La comunità della sicurezza sta ora speculando su quali potrebbero essere i prossimi passi degli attaccanti. Potrebbero weaponizzare le vulnerabilità scoperte e lanciarle contro target specifici? Potrebbero vendere o condividere gli exploit con altri gruppi affiliati? Potrebbero semplicemente mantenere l’accesso dormiente per attivarlo al momento opportuno? Oppure, come suggeriscono alcuni osservatori più cinici, potrebbero aver già utilizzato queste capacità in operazioni precedenti che semplicemente non sono state ancora scoperte o rese pubbliche.
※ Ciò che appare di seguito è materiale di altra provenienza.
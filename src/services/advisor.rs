use std::str::FromStr;
use std::sync::Arc;

use async_trait::async_trait;
use chrono::{Months, Utc};
use serde_json::json;
use tokio::sync::{mpsc, oneshot};

use super::expenses::ExpenseRequest;
use super::gamification::GamificationRequest;
use super::{call, RequestHandler, Service, ServiceError};
use crate::{
    models::{
        advice::AdvisorReply,
        expenses,
        gamification::{AI_CHAT_POINTS, AI_INSIGHTS_POINTS},
    },
    repositories::assistant::{AssistantApi, AssistantError},
};

pub mod insights;
pub mod knowledge;
pub mod prompt;

use knowledge::ResponsePicker;

const LOCAL_SOURCE: &str = "production-local-ai";
const TOPIC_SUGGESTIONS: [&str; 3] = [
    "Would you like more specific advice about this topic?",
    "Do you have questions about implementing this strategy?",
    "Would you like to know about related financial concepts?",
];
const GENERAL_SUGGESTIONS: [&str; 3] = [
    "Try asking about: budgeting, saving, debt payoff, investing, or credit scores",
    "Be specific about your financial situation for better advice",
    "I can help with both beginner and advanced financial strategies",
];
const NO_DATA_RECOMMENDATIONS: [&str; 3] = [
    "Add your daily expenses to get detailed financial analysis",
    "Track expenses in categories like food, transport, entertainment, etc.",
    "Come back after a week of expense tracking for insights",
];

#[derive(Clone, Copy, Debug, PartialEq, Eq)]
pub enum AssistantMode {
    /// Hosted `gpt2` model.
    HuggingFace,
    /// Hosted `distilgpt2` model.
    HuggingFaceAlt,
    OpenAi,
    Enhanced,
    Simple,
    Test,
    Production,
}

impl FromStr for AssistantMode {
    type Err = ();

    fn from_str(s: &str) -> Result<Self, Self::Err> {
        match s {
            "ask" => Ok(AssistantMode::HuggingFace),
            "ask2" => Ok(AssistantMode::HuggingFaceAlt),
            "openai" => Ok(AssistantMode::OpenAi),
            "enhanced" => Ok(AssistantMode::Enhanced),
            "simple" => Ok(AssistantMode::Simple),
            "test" => Ok(AssistantMode::Test),
            "production" => Ok(AssistantMode::Production),
            _ => Err(()),
        }
    }
}

pub enum AdvisorRequest {
    /// `user_id` is absent on the unauthenticated debug route.
    Ask {
        mode: AssistantMode,
        message: Option<String>,
        user_id: Option<String>,
        response: oneshot::Sender<Result<AdvisorReply, ServiceError>>,
    },
    Insights {
        user_id: String,
        income: Option<f64>,
        response: oneshot::Sender<Result<AdvisorReply, ServiceError>>,
    },
}

#[derive(Clone)]
pub struct AdvisorRequestHandler {
    assistant: AssistantApi,
    picker: Arc<dyn ResponsePicker>,
    expense_channel: mpsc::Sender<ExpenseRequest>,
    gamification_channel: mpsc::Sender<GamificationRequest>,
}

impl AdvisorRequestHandler {
    pub fn new(
        assistant: AssistantApi,
        picker: Arc<dyn ResponsePicker>,
        expense_channel: mpsc::Sender<ExpenseRequest>,
        gamification_channel: mpsc::Sender<GamificationRequest>,
    ) -> Self {
        AdvisorRequestHandler {
            assistant,
            picker,
            expense_channel,
            gamification_channel,
        }
    }

    async fn ask(
        &self,
        mode: AssistantMode,
        message: Option<String>,
        user_id: Option<String>,
    ) -> Result<AdvisorReply, ServiceError> {
        let message = message
            .filter(|message| !message.trim().is_empty())
            .ok_or_else(|| ServiceError::Validation(knowledge::EmptyMessage.to_string()))?;

        match mode {
            AssistantMode::HuggingFace => self.ask_huggingface(&message, user_id.as_deref()).await,
            AssistantMode::HuggingFaceAlt => self.ask_huggingface_alt(&message).await,
            AssistantMode::OpenAi => self.ask_openai(&message).await,
            AssistantMode::Enhanced => {
                let advice = self.classify(&knowledge::ENHANCED, &message)?;
                Ok(AdvisorReply {
                    source: Some("enhanced-local-ai"),
                    confidence: Some("high"),
                    ..AdvisorReply::text(advice.response)
                })
            }
            AssistantMode::Simple => {
                let advice = self.classify(&knowledge::SIMPLE, &message)?;
                Ok(AdvisorReply {
                    source: Some("rule-based-assistant"),
                    ..AdvisorReply::text(advice.response)
                })
            }
            AssistantMode::Test => {
                let advice = self.classify(&knowledge::TIPS, &message)?;
                Ok(AdvisorReply {
                    source: Some("test-mode"),
                    ..AdvisorReply::text(format!("Regarding \"{}\": {}", message, advice.response))
                })
            }
            AssistantMode::Production => self.ask_production(&message, user_id.as_deref()).await,
        }
    }

    fn classify(
        &self,
        base: &knowledge::KnowledgeBase,
        message: &str,
    ) -> Result<knowledge::Advice, ServiceError> {
        base.classify(message, self.picker.as_ref())
            .map_err(|e| ServiceError::Validation(e.to_string()))
    }

    async fn ask_production(
        &self,
        message: &str,
        user_id: Option<&str>,
    ) -> Result<AdvisorReply, ServiceError> {
        if prompt::is_expense_analysis(message) {
            let parsed = prompt::parse_prompt(message).map_err(|e| {
                log::debug!("Could not parse expense analysis prompt: {:#}", e);
                ServiceError::Validation(insights::InsightError::InvalidIncome.to_string())
            })?;
            let report = insights::analyze(parsed.income, &parsed.spend)
                .map_err(|e| ServiceError::Validation(e.to_string()))?;

            return Ok(AdvisorReply {
                category: Some("expense-analysis".to_string()),
                source: Some(LOCAL_SOURCE),
                confidence: Some("high"),
                recommendations: Some(report.recommendations),
                alerts: Some(report.alerts),
                ..AdvisorReply::text(report.analysis)
            });
        }

        let advice = self.classify(&knowledge::PRODUCTION, message)?;

        if let Some(user_id) = user_id {
            self.award_points(user_id, AI_CHAT_POINTS, "AI chat").await;
        }

        let suggestions = if advice.category == knowledge::GENERAL {
            GENERAL_SUGGESTIONS
        } else {
            TOPIC_SUGGESTIONS
        };

        Ok(AdvisorReply {
            category: Some(advice.category.to_string()),
            source: Some(LOCAL_SOURCE),
            confidence: Some("high"),
            suggestions: Some(suggestions.to_vec()),
            ..AdvisorReply::text(advice.response)
        })
    }

    async fn ask_huggingface(
        &self,
        message: &str,
        user_id: Option<&str>,
    ) -> Result<AdvisorReply, ServiceError> {
        let generated = self
            .assistant
            .huggingface(
                "gpt2",
                format!("Q: {}\nA:", message),
                json!({ "max_length": 100, "temperature": 0.7, "return_full_text": false }),
            )
            .await
            .map_err(|e| match e {
                AssistantError::NotConfigured => not_configured("Hugging Face"),
                AssistantError::ModelNotFound(details) => upstream(
                    "Hugging Face model not found",
                    format!(
                        "The specified model endpoint does not exist or is not available: {}",
                        details
                    ),
                ),
                AssistantError::Unauthorized => upstream(
                    "Hugging Face authentication error",
                    "Invalid or missing API key".to_string(),
                ),
                AssistantError::Request(details) => upstream("Hugging Face error", details),
            })?;

        if let Some(user_id) = user_id {
            self.award_points(user_id, AI_CHAT_POINTS, "AI chat").await;
        }

        Ok(AdvisorReply::text(
            generated.unwrap_or_else(|| "No clear response generated.".to_string()),
        ))
    }

    async fn ask_huggingface_alt(&self, message: &str) -> Result<AdvisorReply, ServiceError> {
        let generated = self
            .assistant
            .huggingface(
                "distilgpt2",
                format!("Financial advice: {}. Answer:", message),
                json!({ "max_length": 100, "temperature": 0.8, "do_sample": true }),
            )
            .await
            .map_err(|e| match e {
                AssistantError::NotConfigured => not_configured("Hugging Face"),
                other => upstream("Alternative Hugging Face error", other.to_string()),
            })?;

        Ok(AdvisorReply::text(
            generated.unwrap_or_else(|| "No response generated.".to_string()),
        ))
    }

    async fn ask_openai(&self, message: &str) -> Result<AdvisorReply, ServiceError> {
        let reply = self
            .assistant
            .openai_chat(message)
            .await
            .map_err(|e| match e {
                AssistantError::NotConfigured => not_configured("OpenAI"),
                other => upstream("OpenAI error", other.to_string()),
            })?;

        Ok(AdvisorReply {
            source: Some("openai"),
            ..AdvisorReply::text(reply)
        })
    }

    async fn insights(
        &self,
        user_id: &str,
        income: Option<f64>,
    ) -> Result<AdvisorReply, ServiceError> {
        let income = income
            .filter(|income| income.is_finite() && *income > 0.0)
            .ok_or_else(|| ServiceError::Validation(insights::InsightError::InvalidIncome.to_string()))?;

        let now = Utc::now();
        let since = now.checked_sub_months(Months::new(1)).unwrap_or(now);
        let recent = call(&self.expense_channel, "Expense", |response| {
            ExpenseRequest::ListExpensesSince {
                user_id: user_id.to_string(),
                since,
                response,
            }
        })
        .await?;

        if recent.is_empty() {
            return Ok(AdvisorReply {
                category: Some("no-data".to_string()),
                recommendations: Some(
                    NO_DATA_RECOMMENDATIONS.iter().map(|r| r.to_string()).collect(),
                ),
                ..AdvisorReply::text(
                    "No expenses found for the last month. Start tracking your expenses to get personalized AI insights!",
                )
            });
        }

        let breakdown = expenses::totals_by_category(&recent);
        let report = insights::analyze(income, &breakdown)
            .map_err(|e| ServiceError::Validation(e.to_string()))?;

        self.award_points(user_id, AI_INSIGHTS_POINTS, "AI insights")
            .await;

        Ok(AdvisorReply {
            category: Some("expense-analysis".to_string()),
            source: Some(LOCAL_SOURCE),
            confidence: Some("high"),
            recommendations: Some(report.recommendations),
            alerts: Some(report.alerts),
            metrics: Some(report.metrics),
            expense_breakdown: Some(breakdown),
            total_tracked_expenses: Some(recent.len()),
            ..AdvisorReply::text(report.analysis)
        })
    }

    /// Failures are logged and never reach the caller.
    async fn award_points(&self, user_id: &str, points: i64, reason: &str) {
        let award = call(&self.gamification_channel, "Gamification", |response| {
            GamificationRequest::AwardPoints {
                user_id: user_id.to_string(),
                points,
                reason: reason.to_string(),
                response,
            }
        })
        .await;

        if let Err(e) = award {
            log::warn!("Could not award {} points to {}: {}", reason, user_id, e);
        }
    }
}

fn upstream(message: &str, details: String) -> ServiceError {
    ServiceError::Upstream {
        message: message.to_string(),
        details,
    }
}

fn not_configured(provider: &str) -> ServiceError {
    upstream(
        &format!("{} API key not configured", provider),
        "API key not configured".to_string(),
    )
}

#[async_trait]
impl RequestHandler<AdvisorRequest> for AdvisorRequestHandler {
    async fn handle_request(&self, request: AdvisorRequest) {
        match request {
            AdvisorRequest::Ask {
                mode,
                message,
                user_id,
                response,
            } => {
                let reply = self.ask(mode, message, user_id).await;
                if let Err(ServiceError::Upstream { message, details }) = &reply {
                    log::error!("{:?} assistant failed: {} ({})", mode, message, details);
                }
                let _ = response.send(reply);
            }
            AdvisorRequest::Insights {
                user_id,
                income,
                response,
            } => {
                let reply = self.insights(&user_id, income).await;
                let _ = response.send(reply);
            }
        }
    }
}

pub struct AdvisorService;

impl AdvisorService {
    pub fn new() -> Self {
        AdvisorService {}
    }
}

#[async_trait]
impl Service<AdvisorRequest, AdvisorRequestHandler> for AdvisorService {}

#[cfg(test)]
mod tests {
    use super::*;

    #[test]
    fn route_segments_map_to_modes() {
        assert_eq!("ask".parse::<AssistantMode>(), Ok(AssistantMode::HuggingFace));
        assert_eq!("ask2".parse::<AssistantMode>(), Ok(AssistantMode::HuggingFaceAlt));
        assert_eq!("production".parse::<AssistantMode>(), Ok(AssistantMode::Production));
        assert_eq!("insights".parse::<AssistantMode>(), Err(()));
    }
}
L’incidente riaccende anche il dibattito sul ruolo delle vulnerabilità cosiddette “strategiche” negli arsenali cyber degli stati-nazione. Mentre l’industria e la comunità della sicurezza difensiva spingono per responsible disclosure e patching rapido, le agenzie di intelligence hanno incentivi opposti: conservare le vulnerabilità non patchate per uso operativo. Il Vulnerabilities Equities Process del governo USA è teoricamente progettato per bilanciare queste tensioni, ma casi come questo dimostrano che altri attori statali non operano sotto vincoli simili.
F5 si trova ora nella scomoda posizione di dover non solo rimediare all’intrusione e fortificare le proprie difese, ma anche ricostruire la fiducia con una customer base enterprise che si affida ai suoi prodotti per proteggere asset critici. Le chiamate agli earning calls dei prossimi trimestri saranno probabilmente dominate da domande sulla sicurezza, sui costi dell’incident response, su eventuali ripercussioni legali da parte di clienti impattati. Il mercato azionario ha già reagito, con il titolo F5 che ha perso terreno nelle sessioni successive alla disclosure.
Per l’industria nel suo complesso, l’incidente F5 rappresenta un altro promemoria che nessuna organizzazione, per quanto sofisticata, è immune dalle APT determinate e ben finanziate. Quando il tuo avversario ha il budget di uno stato-nazione, può permettersi di bruciare zero-day da centinaia di migliaia di dollari, di assegnare team di operatori full-time a un singolo target, di sviluppare malware custom che non sarà mai riusato e quindi difficilmente verrà mai analizzato dai ricercatori. La difesa contro minacce di questo calibro richiede non solo tecnologia avanzata, ma anche programmi di threat hunting proattivi, segmentazione rigorosa, monitoring comportamentale, intelligence sharing e, forse più importante, l’umiltà di assumere che la compromissione sia non solo possibile ma probabile.